Yes, you can use Sunday Keys patches in a DAW, and the best one to use is Logic Pro. 

The reason is that Logic and MainStage are sister programs both made by Apple that both share the same plugins and effects. This allows you to actually import patches and channel strips directly into Logic and record the MIDI data there. This is very handy if you want to get into quantizing MIDI, editing the MIDI note score, editing MIDI velocity of a recording, editing MIDI automation (like filter, etc.) over time.

By far, using Logic to record MainStage patches will give you the most flexibility out of any DAW due to that shared patch/channel strip file structure. Note that Logic is a DAW, and so you don’t get the same visual GUI with all of the mappings like you do in MainStage, but you can still achieve all of the same sound effects in Logic that you can in MainStage.

 

You can save a channel strip or a patch from MainStage to use in Logic Pro, check out this article for more tips.

 

In any other DAW, you can record/work with MainStage raw audio.

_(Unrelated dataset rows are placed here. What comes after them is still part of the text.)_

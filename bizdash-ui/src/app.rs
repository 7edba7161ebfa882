//! App Root Component
//!
//! Layout shell: sidebar, top bar and the content area for the active tab.

use leptos::*;

use crate::components::{Sidebar, TopBar};
use crate::pages::TabContent;
use crate::state::global::provide_global_state;

/// Root application component
#[component]
pub fn App() -> impl IntoView {
    let state = provide_global_state();

    // Mirror the theme onto <html data-theme="..."> for the stylesheet
    create_effect(move |_| {
        let theme = state.theme();
        if let Some(root) = document().document_element() {
            let _ = root.set_attribute("data-theme", theme.as_str());
        }
    });

    let current_tab = Signal::derive(move || state.active_tab());
    let theme = Signal::derive(move || state.theme());

    view! {
        <div class="dash-root">
            <Sidebar
                current_tab=current_tab
                on_navigate=move |key: &'static str| state.navigate(key)
            />
            <div class="dash-main">
                <TopBar theme=theme on_toggle_theme=move |_| state.toggle_theme() />
                <main class="dash-content" role="main">
                    <TabContent />
                </main>
            </div>
        </div>
    }
}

You can do this by either recording directly in MainStage via MainStage’s record button and then transferring that audio file into the DAW of your choice. Or you could use a “virtual audio cable” program such as Sound-flower to directly route the MainStage audio into your DAW. Sound-flower will also give you the option to set different virtual output’s per channel strip- so you could set things up to multitrack the audio recording of MainStage into a program like Reaper.